A few months ago I got my hands on a copy of the book Think like a UX Researcher, written by David Travis and Philip Hodgson. The title may suggest that the book is for someone outside the user experience (UX) field who wants to start to think like a UX researcher. It indeed gives inspirations into the mindset needed to become a UX researcher, and is therefore useful for professionals in diverse related professions. However, the practical information, experiences and anecdotes shared by the two authors will be better enjoyed by those who are already accomplished UX professionals like researchers and designers, or at least have good knowledge of the field.

One characteristic of this book is that it doesn’t teach you in detail how to perform specific tasks to conduct your research, such as the interview techniques, how to design customer journey maps or how to create personas. For these and other practical techniques, you better consult other books like Observing the User Experience: A Practitioner’s Guide to User Research by Kuniavsky, M., Goodman, E., & Moed, A. 

What this book does tell us is the more high-level, crucial tasks for the profession. From their tagline, we see that the book focus on how to observe users, influence design, and shape business strategy. For this very reason, I found this really useful and inspiring, with information, guidance and survival tips that we don’t usually find in academic books.

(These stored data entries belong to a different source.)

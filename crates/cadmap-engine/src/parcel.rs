// SPDX-License-Identifier: Apache-2.0
// © James Ross Ω FLYING•ROBOTS <https://github.com/flyingrobots>
//! Parcels, parcel sets and resolved land units.

use std::hash::{Hash, Hasher};

use cadmap_port::{BoundingBox, LngLat, RenderedFeature};
use serde::{Deserialize, Serialize};
use serde_json::Value;

use crate::api::Zoning;

/// Tile property holding the cadastral section.
pub const PROP_SECTION: &str = "section";
/// Tile property holding the parcel number.
pub const PROP_NUMBER: &str = "numero";
/// Tile property holding the municipality (INSEE) code.
pub const PROP_MUNICIPALITY: &str = "commune";

/// One selectable cadastral parcel.
///
/// Identity is `(section, number)`; the municipality code and geometry are
/// payload. Fields keep the values the tiles carry (trimmed only), since
/// filters and API paths must match the data. Identity compares sections
/// case-insensitively and numbers without leading zeros, so `("ac", "0012")`
/// and `("AC", "12")` are the same parcel.
#[derive(Debug, Clone, Serialize, Deserialize)]
pub struct ParcelRef {
    /// Cadastral section.
    pub section: String,
    /// Parcel number within the section.
    pub number: String,
    /// Municipality code; empty when unknown.
    pub municipality_code: String,
    /// GeoJSON geometry, when known.
    pub geometry: Option<Value>,
}

impl ParcelRef {
    /// Construct a parcel without geometry.
    pub fn new(section: &str, number: &str, municipality_code: &str) -> Self {
        Self {
            section: section.trim().to_owned(),
            number: number.trim().to_owned(),
            municipality_code: municipality_code.trim().to_owned(),
            geometry: None,
        }
    }

    /// Attach a geometry.
    pub fn with_geometry(mut self, geometry: Value) -> Self {
        self.geometry = Some(geometry);
        self
    }

    /// Read a parcel from a rendered feature's properties.
    pub fn from_feature(feature: &RenderedFeature) -> Option<Self> {
        let section = feature.property_str(PROP_SECTION)?;
        let number = feature.property_str(PROP_NUMBER)?;
        if section.trim().is_empty() || number.trim().is_empty() {
            return None;
        }
        let code = feature.property_str(PROP_MUNICIPALITY).unwrap_or_default();
        let mut parcel = Self::new(&section, &number, &code);
        parcel.geometry = feature.geometry.clone();
        Some(parcel)
    }

    /// True when the parcel carries a non-empty municipality code.
    pub fn has_municipality(&self) -> bool {
        !self.municipality_code.is_empty()
    }

    /// Normalized `(section, number)` used for identity.
    pub fn identity(&self) -> (String, String) {
        (self.section.to_uppercase(), normalize_number(&self.number))
    }

    /// Same `(section, number)` as `other`.
    pub fn same_parcel(&self, other: &Self) -> bool {
        self.identity() == other.identity()
    }
}

impl PartialEq for ParcelRef {
    fn eq(&self, other: &Self) -> bool {
        self.same_parcel(other)
    }
}

impl Eq for ParcelRef {}

impl Hash for ParcelRef {
    fn hash<H: Hasher>(&self, state: &mut H) {
        self.identity().hash(state);
    }
}

fn normalize_number(raw: &str) -> String {
    let trimmed = raw.trim().trim_start_matches('0');
    if trimmed.is_empty() && !raw.trim().is_empty() {
        "0".to_owned()
    } else {
        trimmed.to_owned()
    }
}

/// Click-ordered set of parcels, deduplicated by `(section, number)`.
#[derive(Debug, Clone, Default, PartialEq, Eq)]
pub struct ParcelSet {
    parcels: Vec<ParcelRef>,
}

impl ParcelSet {
    /// Empty set.
    pub fn new() -> Self {
        Self::default()
    }

    /// Whether the parcel is in the set.
    pub fn contains(&self, parcel: &ParcelRef) -> bool {
        self.parcels.iter().any(|p| p.same_parcel(parcel))
    }

    /// Add a parcel. Returns false if it was already present.
    pub fn insert(&mut self, parcel: ParcelRef) -> bool {
        if self.contains(&parcel) {
            return false;
        }
        self.parcels.push(parcel);
        true
    }

    /// Remove a parcel. Returns false if it was absent.
    pub fn remove(&mut self, parcel: &ParcelRef) -> bool {
        let before = self.parcels.len();
        self.parcels.retain(|p| !p.same_parcel(parcel));
        self.parcels.len() != before
    }

    /// Number of parcels.
    pub fn len(&self) -> usize {
        self.parcels.len()
    }

    /// True when empty.
    pub fn is_empty(&self) -> bool {
        self.parcels.is_empty()
    }

    /// Parcels in click order.
    pub fn iter(&self) -> impl Iterator<Item = &ParcelRef> {
        self.parcels.iter()
    }

    /// Parcels in click order.
    pub fn as_slice(&self) -> &[ParcelRef] {
        &self.parcels
    }
}

impl FromIterator<ParcelRef> for ParcelSet {
    fn from_iter<I: IntoIterator<Item = ParcelRef>>(iter: I) -> Self {
        let mut set = Self::new();
        for p in iter {
            set.insert(p);
        }
        set
    }
}

impl<'a> IntoIterator for &'a ParcelSet {
    type Item = &'a ParcelRef;
    type IntoIter = std::slice::Iter<'a, ParcelRef>;

    fn into_iter(self) -> Self::IntoIter {
        self.parcels.iter()
    }
}

/// A server-confirmed land unit.
#[derive(Debug, Clone, PartialEq, Serialize, Deserialize)]
pub struct SpatialUnit {
    /// Member parcels, in click order.
    pub parcels: Vec<ParcelRef>,
    /// GeoJSON geometry of the union.
    pub union_geometry: Value,
    /// Municipality code shared by every parcel.
    pub municipality_code: String,
    /// Municipality name, when the server returned one.
    pub municipality_name: Option<String>,
    /// User-given name.
    pub name: Option<String>,
    /// Zoning per parcel (same order as `parcels`), filled after resolution.
    pub zoning: Vec<Option<Zoning>>,
}

impl SpatialUnit {
    /// Bounding box of the union geometry.
    pub fn bounds(&self) -> Option<BoundingBox> {
        geometry_bounds(&self.union_geometry)
    }
}

/// Bounding box of a GeoJSON geometry (any type, collections included).
pub fn geometry_bounds(geometry: &Value) -> Option<BoundingBox> {
    let mut points = Vec::new();
    if let Some(children) = geometry.get("geometries").and_then(Value::as_array) {
        for child in children {
            if let Some(bb) = geometry_bounds(child) {
                points.push(bb.min);
                points.push(bb.max);
            }
        }
    } else if let Some(coords) = geometry.get("coordinates") {
        collect_positions(coords, &mut points);
    }
    BoundingBox::around(points)
}

fn collect_positions(value: &Value, out: &mut Vec<LngLat>) {
    let Some(items) = value.as_array() else {
        return;
    };
    match (items.first().and_then(Value::as_f64), items.get(1).and_then(Value::as_f64)) {
        (Some(lng), Some(lat)) => out.push(LngLat::new(lng, lat)),
        _ => {
            for item in items {
                collect_positions(item, out);
            }
        }
    }
}

#[cfg(test)]
mod tests {
    #![allow(clippy::unwrap_used)]
    #![allow(clippy::expect_used)]
    use super::*;
    use serde_json::json;

    #[test]
    fn identity_ignores_case_padding_and_municipality() {
        let a = ParcelRef::new("ac", "0012", "33063");
        let b = ParcelRef::new("AC", "12", "");
        assert_eq!(a, b);
        assert_ne!(a, ParcelRef::new("AC", "120", "33063"));
        assert_eq!(ParcelRef::new("AB", "000", "").identity().1, "0");
        assert_eq!(ParcelRef::new("AB", "0", "").identity(), ParcelRef::new("ab", "00", "").identity());
    }

    #[test]
    fn fields_keep_the_tile_values() {
        let p = ParcelRef::new(" ac ", "0012", "33063");
        assert_eq!((p.section.as_str(), p.number.as_str()), ("ac", "0012"));
        assert_eq!(p.identity(), ("AC".to_owned(), "12".to_owned()));
    }

    #[test]
    fn set_dedups_and_keeps_click_order() {
        let mut set = ParcelSet::new();
        assert!(set.insert(ParcelRef::new("AC", "45", "33063")));
        assert!(set.insert(ParcelRef::new("AC", "12", "33063")));
        assert!(!set.insert(ParcelRef::new("AC", "045", "33063")));
        let numbers: Vec<_> = set.iter().map(|p| p.number.as_str()).collect();
        // The first click's spelling is kept.
        assert_eq!(numbers, vec!["45", "12"]);
        assert!(set.remove(&ParcelRef::new("AC", "45", "")));
        assert_eq!(set.len(), 1);
    }

    #[test]
    fn parcel_from_feature_reads_numeric_numbers() {
        let feature = RenderedFeature {
            key: None,
            style: "parcelles-fill".into(),
            properties: json!({"section": "AC", "numero": 12, "commune": "33063"})
                .as_object()
                .cloned()
                .unwrap(),
            geometry: None,
        };
        let p = ParcelRef::from_feature(&feature).unwrap();
        assert_eq!((p.section.as_str(), p.number.as_str()), ("AC", "12"));
        assert_eq!(p.municipality_code, "33063");
    }

    #[test]
    fn bounds_walk_nested_polygons() {
        let geom = json!({
            "type": "MultiPolygon",
            "coordinates": [[[[-0.58, 44.84], [-0.57, 44.84], [-0.57, 44.85], [-0.58, 44.84]]],
                            [[[-0.60, 44.83], [-0.59, 44.83], [-0.60, 44.83]]]]
        });
        let bb = geometry_bounds(&geom).unwrap();
        assert_eq!(bb.min, LngLat::new(-0.60, 44.83));
        assert_eq!(bb.max, LngLat::new(-0.57, 44.85));
        assert!(geometry_bounds(&json!({"type": "Point"})).is_none());
    }
}
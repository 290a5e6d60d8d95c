// SPDX-License-Identifier: Apache-2.0
// © James Ross Ω FLYING•ROBOTS <https://github.com/flyingrobots>
//! Config service and storage port for cadmap hosts.

use serde::{de::DeserializeOwned, Serialize};
use thiserror::Error;
use tracing::warn;

use crate::config_port::ConfigPort;
use crate::prefs::MapPrefs;

/// Key under which [`MapPrefs`] are stored.
pub const PREFS_KEY: &str = "map_prefs";

/// Storage port for raw config blobs (keyed by logical name).
pub trait ConfigStore {
    /// Load a raw config blob. Returns `NotFound` when missing.
    fn load_raw(&self, key: &str) -> Result<Vec<u8>, ConfigError>;
    /// Persist a raw config blob.
    fn save_raw(&self, key: &str, data: &[u8]) -> Result<(), ConfigError>;
}

/// Error type for config operations.
#[derive(Debug, Error)]
pub enum ConfigError {
    /// Key not present in store.
    #[error("not found")]
    NotFound,
    /// I/O error while reading/writing.
    #[error("io error: {0}")]
    Io(#[from] std::io::Error),
    /// Serialization/deserialization failure.
    #[error("serde error: {0}")]
    Serde(#[from] serde_json::Error),
    /// Catch-all error variant.
    #[error("other: {0}")]
    Other(String),
}

/// Thin service that serializes config values and delegates storage to a `ConfigStore`.
pub struct ConfigService<S> {
    store: S,
}

impl<S> ConfigService<S> {
    /// Create a new service using the given store.
    pub fn new(store: S) -> Self {
        Self { store }
    }

    /// Consume the service and return the inner store.
    pub fn into_inner(self) -> S {
        self.store
    }
}

impl<S> ConfigService<S>
where
    S: ConfigStore,
{
    /// Load and deserialize a config value for `key`. Returns `Ok(None)` if missing.
    pub fn load<T>(&self, key: &str) -> Result<Option<T>, ConfigError>
    where
        T: DeserializeOwned,
    {
        match self.store.load_raw(key) {
            Ok(bytes) if bytes.is_empty() => Ok(None),
            Ok(bytes) => Ok(Some(serde_json::from_slice(&bytes)?)),
            Err(ConfigError::NotFound) => Ok(None),
            Err(e) => Err(e),
        }
    }

    /// Serialize and persist a config value for `key`.
    pub fn save<T>(&self, key: &str, value: &T) -> Result<(), ConfigError>
    where
        T: Serialize,
    {
        let data = serde_json::to_vec_pretty(value)?;
        self.store.save_raw(key, &data)
    }
}

impl<S> ConfigPort for ConfigService<S>
where
    S: ConfigStore,
{
    fn load_prefs(&self) -> Option<MapPrefs> {
        match self.load::<MapPrefs>(PREFS_KEY) {
            Ok(prefs) => prefs,
            Err(err) => {
                warn!(error = %err, "ignoring unreadable map prefs");
                None
            }
        }
    }

    fn save_prefs(&self, prefs: &MapPrefs) {
        if let Err(err) = self.save(PREFS_KEY, prefs) {
            warn!(error = %err, "failed to persist map prefs");
        }
    }
}

#[cfg(test)]
mod tests {
    #![allow(clippy::unwrap_used)]
    #![allow(clippy::expect_used)]
    use super::*;
    use std::cell::RefCell;
    use std::collections::HashMap;

    #[derive(Default)]
    struct MapStore(RefCell<HashMap<String, Vec<u8>>>);

    impl ConfigStore for MapStore {
        fn load_raw(&self, key: &str) -> Result<Vec<u8>, ConfigError> {
            self.0.borrow().get(key).cloned().ok_or(ConfigError::NotFound)
        }

        fn save_raw(&self, key: &str, data: &[u8]) -> Result<(), ConfigError> {
            self.0.borrow_mut().insert(key.to_owned(), data.to_vec());
            Ok(())
        }
    }

    #[test]
    fn missing_prefs_load_as_none() {
        let svc = ConfigService::new(MapStore::default());
        assert!(svc.load_prefs().is_none());
    }

    #[test]
    fn garbage_prefs_are_ignored() {
        let store = MapStore::default();
        store.save_raw(PREFS_KEY, b"{not json").unwrap();
        let svc = ConfigService::new(store);
        assert!(svc.load_prefs().is_none());
    }

    #[test]
    fn prefs_survive_save_and_load() {
        let svc = ConfigService::new(MapStore::default());
        let mut prefs = MapPrefs::default();
        prefs.layers.capacity = 3;
        prefs.layers.visible = vec!["zonage".into()];
        svc.save_prefs(&prefs);
        let back = svc.load_prefs().unwrap();
        assert_eq!(back.layers.capacity, 3);
        assert_eq!(back.layers.visible, vec!["zonage".to_string()]);
    }
}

There are chapters dedicated to setting the stage, planning, conducting and analysing UX research, but the most useful topics for me were those covered in chapters towards the end of the book. In ‘Persuading people to take action on the results of user experience research’ we see the painful but necessary aspects of evangelising UX research, how to deal with common objections to UX research, and how to achieve the crucial boardroom influence.

Other highlights include the reminder that at the end of a project, the user experience debriefing meeting should not be the end of your work. It must foster discussions, get consensus on the problems, and answer the question ‘what to do next?’ informing the subsequent activities, with clear tasks for all involved.

In the final chapter the authors give tips about how to build a career in UXR, be it to create a UX research division in a company, or to work as a UXR yourself. Going beyond the technical skills, they ask ‘what makes a great UX researcher?’ Spoiler alert: it may be ‘bedside manners’, inspired by the way a doctor treats people who are sick, being kind, friendly and understanding, taking time to listen without interruption.


Travis, D., & Hodgson, P. (2019). Think like a UX researcher: how to observe users, influence design, and shape business strategy. CRC Press.